When her mother arrived home she found Christine's school bag on the counter. In early evening after her mother had telephoned Christine's friends and searched for the little girl herself, police were called. Her body was discovered on December 31, nearly three months later. She had been sexually assaulted and murdered.

== Trials ==
An officer from York Regional Police visited the Morin home in the hours after Christine's disappearance to ask Ida Morin whether anyone had seen Christine that day, or noticed anything unusual. During that conversation, the officer noted that Guy "stared straight ahead, showing no apparent interest in the conversation"; this was later interpreted as evidence of his guilt. In early 1985, the FBI offered a profile of the perpetrator: an intelligent white male who was a resident of Queensville, age 19–26. Police turned their attention to Morin on 14 February 1985, after Christine's mother, Janet Jessop, described Morin to police as a “weird-type guy” who played the clarinet. On February 19, police set up surveillance of the Morin home. Two York Region police officers interviewed him on 22 February. A raid was conducted at the Morin home on April 22, 1985, and Morin, age 25, was arrested for Christine's murder.

Morin was acquitted at his first trial in 1986. The Crown exercised its right to appeal the verdict on the grounds that the trial judge made a fundamental error in the charge to the jury. In 1987 the Court of Appeal for Ontario ordered a new trial. The retrial was delayed until 1992 by Morin's own appeals based on the Crown's non-disclosure of exculpatory evidence and by other issues, including the double jeopardy rule.

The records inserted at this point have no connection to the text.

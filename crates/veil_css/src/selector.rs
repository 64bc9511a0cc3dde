//! Selector validation. A selector group is accepted only when every selector in it is made of
//! whitelisted elements, class or id names, pseudo-classes and attribute selectors.
use cow_utils::CowUtils;
use log::debug;
use veil_shared::char_stream::is_css_whitespace;

use crate::whitelist::{
    is_banned_pseudo_class, is_html_element, is_valid_identifier, is_valid_name, is_valid_pseudo_class,
    is_valid_quoted_string,
};

/// Result of checking a single (complex) selector
#[derive(Clone, Debug, PartialEq)]
pub enum SelectorOutcome {
    /// The normalized selector to write
    Accepted(String),
    /// Valid but not allowed; removed from its group without affecting the rest
    Banned,
    /// Invalidates the whole group
    Invalid,
}

/// Checks a comma separated selector group. Returns the normalized group, or `None` when the
/// rule holding it must be dropped.
#[must_use]
pub fn verify_selector_group(group: &str) -> Option<String> {
    let Some(selectors) = split_top_level(group, ',') else {
        debug!("selector group '{}' is unbalanced", group.trim());
        return None;
    };

    let mut accepted = Vec::with_capacity(selectors.len());
    for selector in selectors {
        match verify_selector(selector) {
            SelectorOutcome::Accepted(selector) => accepted.push(selector),
            SelectorOutcome::Banned => debug!("banned selector '{}' removed", selector.trim()),
            SelectorOutcome::Invalid => {
                debug!("invalid selector '{}', dropping '{}'", selector.trim(), group.trim());
                return None;
            }
        }
    }

    (!accepted.is_empty()).then(|| accepted.join(", "))
}

/// Checks one selector: simple selectors joined by `>`, `+` or whitespace
#[must_use]
pub fn verify_selector(selector: &str) -> SelectorOutcome {
    let Some(parts) = split_compounds(selector.trim()) else {
        return SelectorOutcome::Invalid;
    };
    if parts.is_empty() {
        return SelectorOutcome::Invalid;
    }

    let mut out = String::new();
    let mut banned = false;
    for (combinator, compound) in parts {
        match verify_simple_selector(compound) {
            SelectorOutcome::Accepted(simple) => {
                match combinator {
                    Some(' ') => out.push(' '),
                    Some(c) => {
                        out.push(' ');
                        out.push(c);
                        out.push(' ');
                    }
                    None => {}
                }
                out.push_str(&simple);
            }
            SelectorOutcome::Banned => banned = true,
            SelectorOutcome::Invalid => return SelectorOutcome::Invalid,
        }
    }

    if banned {
        SelectorOutcome::Banned
    } else {
        SelectorOutcome::Accepted(out)
    }
}

/// Checks a simple selector: `*` or an element name, at most one class or id, attribute
/// selectors and a chain of pseudo-classes. An element name may only be left out when
/// something else follows it.
#[must_use]
pub fn verify_simple_selector(selector: &str) -> SelectorOutcome {
    let element_end = selector.find(['.', '#', ':', '[']).unwrap_or(selector.len());
    let element = &selector[..element_end];

    let mut class_or_id: Option<&str> = None;
    let mut attributes = Vec::new();
    let mut pseudo = String::new();

    let mut rest = &selector[element_end..];
    while let Some(c) = rest.chars().next() {
        match c {
            '.' | '#' => {
                if class_or_id.is_some() {
                    return SelectorOutcome::Invalid;
                }
                let end = rest[1..].find(['.', '#', ':', '[']).map_or(rest.len(), |i| i + 1);
                if !is_valid_name(&rest[1..end]) {
                    return SelectorOutcome::Invalid;
                }
                class_or_id = Some(&rest[..end]);
                rest = &rest[end..];
            }
            '[' => {
                let Some(end) = closing_bracket(rest) else {
                    return SelectorOutcome::Invalid;
                };
                let Some(attribute) = verify_attribute(&rest[1..end]) else {
                    return SelectorOutcome::Invalid;
                };
                attributes.push(attribute);
                rest = &rest[end + 1..];
            }
            ':' => {
                let end = pseudo_class_end(rest);
                if !pseudo.is_empty() {
                    pseudo.push(':');
                }
                pseudo.push_str(&rest[1..end]);
                rest = &rest[end..];
            }
            _ => return SelectorOutcome::Invalid,
        }
    }

    let element_ok = match element {
        "" => class_or_id.is_some() || !attributes.is_empty() || !pseudo.is_empty(),
        "*" => true,
        name => is_html_element(name),
    };
    if !element_ok {
        return SelectorOutcome::Invalid;
    }

    if !pseudo.is_empty() {
        if is_banned_pseudo_class(&pseudo) {
            return SelectorOutcome::Banned;
        }
        if !is_valid_pseudo_class(&pseudo) {
            return SelectorOutcome::Invalid;
        }
    }

    let mut out = element.cow_to_ascii_lowercase().into_owned();
    out.push_str(class_or_id.unwrap_or_default());
    for attribute in attributes {
        out.push_str(&attribute);
    }
    if !pseudo.is_empty() {
        out.push(':');
        out.push_str(&pseudo.cow_to_ascii_lowercase());
    }
    SelectorOutcome::Accepted(out)
}

/// Checks the inside of `[...]`: a name, optionally followed by `=`, `~=` or `|=` and an
/// identifier or quoted string
fn verify_attribute(inner: &str) -> Option<String> {
    let inner = inner.trim();
    // the operator always comes before any quoted value
    let unquoted = inner.find(['"', '\'']).map_or(inner, |quote| &inner[..quote]);
    let (name, matcher) = match unquoted.find('=') {
        Some(eq) => {
            let name = inner[..eq].strip_suffix(['~', '|']).unwrap_or(&inner[..eq]);
            (name, Some((&inner[name.len()..=eq], &inner[eq + 1..])))
        }
        None => (inner, None),
    };

    let name = name.trim();
    let mut chars = name.chars();
    if !chars.next().is_some_and(|c| c.is_ascii_alphabetic())
        || !chars.all(|c| c.is_ascii_alphanumeric() || c == '_' || c == '-')
    {
        return None;
    }
    let name = name.cow_to_ascii_lowercase();

    match matcher {
        None => Some(format!("[{name}]")),
        Some((op, value)) => {
            let value = value.trim();
            (is_valid_identifier(value) || is_valid_quoted_string(value))
                .then(|| format!("[{name}{op}{value}]"))
        }
    }
}

/// Index of the `]` closing the attribute selector `rest` starts with
fn closing_bracket(rest: &str) -> Option<usize> {
    let mut quote = None;
    let mut chars = rest.char_indices().skip(1);
    while let Some((idx, c)) = chars.next() {
        match (quote, c) {
            (_, '\\') => {
                chars.next();
            }
            (Some(q), c) if c == q => quote = None,
            (Some(_), _) => {}
            (None, '"' | '\'') => quote = Some(c),
            (None, ']') => return Some(idx),
            _ => {}
        }
    }
    None
}

/// End of a pseudo-class chain: the next attribute selector outside of parentheses
fn pseudo_class_end(rest: &str) -> usize {
    let mut depth = 0usize;
    for (idx, c) in rest.char_indices() {
        match c {
            '(' => depth += 1,
            ')' => depth = depth.saturating_sub(1),
            '[' if depth == 0 => return idx,
            _ => {}
        }
    }
    rest.len()
}

/// Characters (with their byte offsets) that are not escaped and not inside quotes, brackets
/// or parentheses. Opening brackets themselves are included. `None` when quotes or brackets
/// are unbalanced, or the text ends in an escape.
fn top_level_chars(text: &str) -> Option<Vec<(usize, char)>> {
    let mut out = Vec::new();
    let mut quote = None;
    let mut depth = 0usize;

    let mut chars = text.char_indices();
    while let Some((idx, c)) = chars.next() {
        if c == '\\' {
            chars.next()?;
            continue;
        }
        match quote {
            Some(q) if c == q => quote = None,
            Some(_) => {}
            None => {
                if depth == 0 {
                    out.push((idx, c));
                }
                match c {
                    '"' | '\'' => quote = Some(c),
                    '[' | '(' => depth += 1,
                    ']' | ')' => depth = depth.checked_sub(1)?,
                    _ => {}
                }
            }
        }
    }

    (quote.is_none() && depth == 0).then_some(out)
}

fn split_top_level(text: &str, separator: char) -> Option<Vec<&str>> {
    let mut parts = Vec::new();
    let mut start = 0;
    for (idx, c) in top_level_chars(text)? {
        if c == separator {
            parts.push(&text[start..idx]);
            start = idx + c.len_utf8();
        }
    }
    parts.push(&text[start..]);
    Some(parts)
}

/// Splits a selector into its simple selectors, each with the combinator in front of it
fn split_compounds(selector: &str) -> Option<Vec<(Option<char>, &str)>> {
    let mut parts = Vec::new();
    let mut start: Option<usize> = None;
    let mut combinator: Option<char> = None;

    for (idx, c) in top_level_chars(selector)? {
        if is_css_whitespace(c) || c == '>' || c == '+' {
            if let Some(begin) = start.take() {
                parts.push((combinator.take(), &selector[begin..idx]));
            }
            if c == '>' || c == '+' {
                if parts.is_empty() || matches!(combinator, Some('>' | '+')) {
                    return None;
                }
                combinator = Some(c);
            } else if combinator.is_none() && !parts.is_empty() {
                combinator = Some(' ');
            }
        } else if start.is_none() {
            start = Some(idx);
        }
    }

    match start {
        Some(begin) => parts.push((combinator, &selector[begin..])),
        // dangling combinator
        None if combinator.is_some() => return None,
        None => {}
    }
    Some(parts)
}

The second trial ran for nine months during 1992—then the longest murder trial in Canadian history⁠—ending with Morin convicted and sentenced to life imprisonment. Unlike others convicted of murdering children after sexually abusing them, he was kept in the general population throughout his time in prison. He was released on bail, pending his appeal in February 1993; until his release, he was held at Kingston Penitentiary.

== Acquittal and aftermath ==
Improvements in DNA testing led to a test in January 1995 which excluded Morin as the murderer, just days before his appeal was to be heard. On January 23, 1995, Chief Justice Charles Dubin of the Court of Appeal for Ontario allowed the appeal and entered a directed verdict of acquittal in response to the DNA evidence that all parties agreed was accurate. This verdict led to a group of volunteers to form the Association in Defence of the Wrongly Convicted (AIDWYC), now known as Innocence Canada.

An inquiry culminating in the Kaufman Report into Morin's case also uncovered evidence of police and prosecutorial misconduct, and of misrepresentation of forensic evidence by the Ontario Centre of Forensic Sciences. Morin received $1.25 million in compensation from the Ontario government.

== Identification of murderer ==
On October 15, 2020, just days past the 36th anniversary of Jessop's death, police identified Jessop's murderer as Calvin Hoover based on DNA evidence and genetic genealogy. Hoover died by his own hand in 2015. He was 28 in 1984. Police said that he was an associate to the family and had a criminal record that was unrelated to the case. Calvin Hoover, his then-wife Heather and Bob Jessop all worked together at Eastern Independent Telecom. Calvin Hoover was a cable installer, Heather was a dispatcher, and Bob was the "lead hand" of cable installers. Heather Hoover was very close with Janet Jessop. Ken Jessop remembers going to the Hoover family home and the Hoover family coming to the Jessop home for barbecues, birthdays and other events.